History

United Kingdom
- Name: HMS Virulent
- Ordered: 21 May 1942
- Builder: Vickers-Armstrongs, High Walker
- Laid down: 30 March 1943
- Launched: 23 May 1944
- Commissioned: 1 October 1944
- Identification: Pennant number P95
- Fate: Loaned to the Greek Navy, 29 May 1946

Greece
- Name: Argonaftis
- Acquired: 29 May 1946
- Out of service: 3 October 1958
- Identification: Y15
- Fate: Broke adrift on 15 December 1958 and stranded; Sold for scrapping in 1961;

General characteristics
- Class & type: V-class submarine
- Displacement: 545 tons standard/658 tons full load surfaced; 740 tons submerged;
- Length: 204 ft 6 in (62.33 m)
- Beam: 16 ft 1 in (4.90 m)
- Draught: 15 ft 3 in (4.65 m)
- Propulsion: 2 shaft diesel-electric, 2 Paxman diesel generators + electric motors, 615 hp (459 kW) / 825 hp (615 kW)
- Speed: 11.25 knots (21 km/h) surfaced; 10 knots (19 km/h) submerged;
- Complement: 33 officers and men
- Armament: 4 × forward 21 inch (533 mm) torpedo tubes; 8 torpedoes; one 3 inch gun;

= HMS Virulent (P95) =

Submarine of the Royal Navy

HMS Virulent was a V-class submarine of the Royal Navy. She was built during the Second World War as part of the second batch (18 in number) of V-class submarines ordered on 21 May 1942.

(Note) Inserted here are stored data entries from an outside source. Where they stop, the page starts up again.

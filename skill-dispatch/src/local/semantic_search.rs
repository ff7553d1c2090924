//! `search_reference_doc` — find related passages in reference documents.
//!
//! Embedding transport is an external collaborator; this skill scores with
//! lexical token overlap so it stays useful (and deterministic) without one.

use std::collections::BTreeSet;

use schemars::JsonSchema;
use serde::{Deserialize, Serialize};
use serde_json::Value;

use contract_model::{ClauseNode, DocumentStructure};

use crate::local::snapshot_str;

const QUERY_CHAR_LIMIT: usize = 300;
const MIN_SCORE: f32 = 0.1;

#[derive(Debug, Clone, Default, Serialize, Deserialize, JsonSchema)]
pub struct SearchReferenceDocInput {
    pub clause_id: String,
    #[serde(default)]
    pub document_structure: DocumentStructure,
    /// Search query; defaults to the clause's own text.
    #[serde(default)]
    pub query: String,
    /// Maximum number of hits to return.
    #[serde(default = "default_top_k")]
    pub top_k: usize,
    #[serde(default)]
    pub state_snapshot: Value,
}

fn default_top_k() -> usize {
    3
}

#[derive(Debug, Clone, Default, Serialize, Deserialize, JsonSchema)]
pub struct SearchHit {
    pub document_id: String,
    pub clause_id: String,
    pub title: String,
    pub snippet: String,
    pub score: f32,
}

#[derive(Debug, Clone, Default, Serialize, Deserialize, JsonSchema)]
pub struct SearchReferenceDocOutput {
    pub clause_id: String,
    pub query: String,
    #[serde(default)]
    pub results: Vec<SearchHit>,
    pub total_results: usize,
    pub has_references: bool,
}

fn tokenize(text: &str) -> BTreeSet<String> {
    text.to_lowercase()
        .split(|c: char| !c.is_alphanumeric())
        .filter(|t| t.len() > 2)
        .map(str::to_string)
        .collect()
}

/// Jaccard similarity over word tokens.
fn overlap_score(query: &BTreeSet<String>, candidate: &BTreeSet<String>) -> f32 {
    if query.is_empty() || candidate.is_empty() {
        return 0.0;
    }
    let intersection = query.intersection(candidate).count() as f32;
    let union = query.union(candidate).count() as f32;
    intersection / union
}

fn flatten<'a>(nodes: &'a [ClauseNode], out: &mut Vec<&'a ClauseNode>) {
    for node in nodes {
        out.push(node);
        flatten(&node.children, out);
    }
}

pub fn search_reference_doc(input: SearchReferenceDocInput) -> SearchReferenceDocOutput {
    let references: Vec<DocumentStructure> = input
        .state_snapshot
        .get("reference_structures")
        .and_then(Value::as_array)
        .map(|rows| {
            rows.iter()
                .filter_map(|row| serde_json::from_value(row.clone()).ok())
                .collect()
        })
        .unwrap_or_default();

    let query = if input.query.trim().is_empty() {
        input
            .document_structure
            .clause_text(&input.clause_id)
            .chars()
            .take(QUERY_CHAR_LIMIT)
            .collect()
    } else {
        input.query.clone()
    };

    if references.is_empty() {
        return SearchReferenceDocOutput {
            clause_id: input.clause_id,
            query,
            has_references: false,
            ..Default::default()
        };
    }

    let query_tokens = tokenize(&query);
    let mut hits = Vec::new();
    for reference in &references {
        let mut nodes = Vec::new();
        flatten(&reference.clauses, &mut nodes);
        for node in nodes {
            let score = overlap_score(&query_tokens, &tokenize(&node.text));
            if score < MIN_SCORE {
                continue;
            }
            hits.push(SearchHit {
                document_id: reference.document_id.clone(),
                clause_id: node.clause_id.clone(),
                title: node.title.clone(),
                snippet: node.text.chars().take(200).collect(),
                score,
            });
        }
    }

    hits.sort_by(|a, b| b.score.partial_cmp(&a.score).unwrap_or(std::cmp::Ordering::Equal));
    hits.truncate(input.top_k.max(1));

    SearchReferenceDocOutput {
        clause_id: input.clause_id,
        query,
        total_results: hits.len(),
        results: hits,
        has_references: true,
    }
}

pub fn prepare_input(
    clause_id: &str,
    structure: &DocumentStructure,
    snapshot: &Value,
) -> SearchReferenceDocInput {
    SearchReferenceDocInput {
        clause_id: clause_id.to_string(),
        document_structure: structure.clone(),
        query: String::new(),
        top_k: default_top_k(),
        state_snapshot: serde_json::json!({
            "reference_structures": snapshot.get("reference_structures").cloned().unwrap_or(Value::Array(Vec::new())),
            "language": snapshot_str(snapshot, "language"),
        }),
    }
}

#[cfg(test)]
mod tests {
    use super::*;
    use contract_model::StructureParser;
    use serde_json::json;

    fn reference() -> DocumentStructure {
        StructureParser::generic().parse(
            "1 Advance payment shall be repaid through percentage deductions.\n2 Unrelated boilerplate about notices.\n",
            "ref-1",
        )
    }

    #[test]
    fn ranks_overlapping_clause_first() {
        let primary = StructureParser::generic()
            .parse("14 The advance payment shall be repaid by the contractor.\n", "doc");
        let input = SearchReferenceDocInput {
            clause_id: "14".to_string(),
            document_structure: primary,
            state_snapshot: json!({"reference_structures": [reference()]}),
            top_k: 3,
            ..Default::default()
        };
        let out = search_reference_doc(input);
        assert!(out.has_references);
        assert!(out.total_results >= 1);
        assert_eq!(out.results[0].clause_id, "1");
    }

    #[test]
    fn no_references_flagged() {
        let out = search_reference_doc(SearchReferenceDocInput {
            clause_id: "14".to_string(),
            query: "anything".to_string(),
            ..Default::default()
        });
        assert!(!out.has_references);
        assert_eq!(out.total_results, 0);
    }
}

Vickers-Armstrongs built her at High Walker, Newcastle upon Tyne. She was laid down on 30 March 1943, launched on 23 May 1944, and commissioned on 1 October 1944.

==Fate==
Virulent was lent to the Hellenic Navy as Argonaftis (Y15) from 29 May 1946 until 3 October 1958. She was intended to be towed from Malta to the River Tyne. She broke adrift from the tow on 15 December 1958 and became stranded on the northern Spanish coast. She was then found and towed by two Spanish trawlers, the frigate Hernán Cortés and the patrol boat V-18 to Pasajes on 6 January 1959. Sold to a Spanish scrap company in spring 1961, she was eventually scrapped in April 1961 at Pasajes.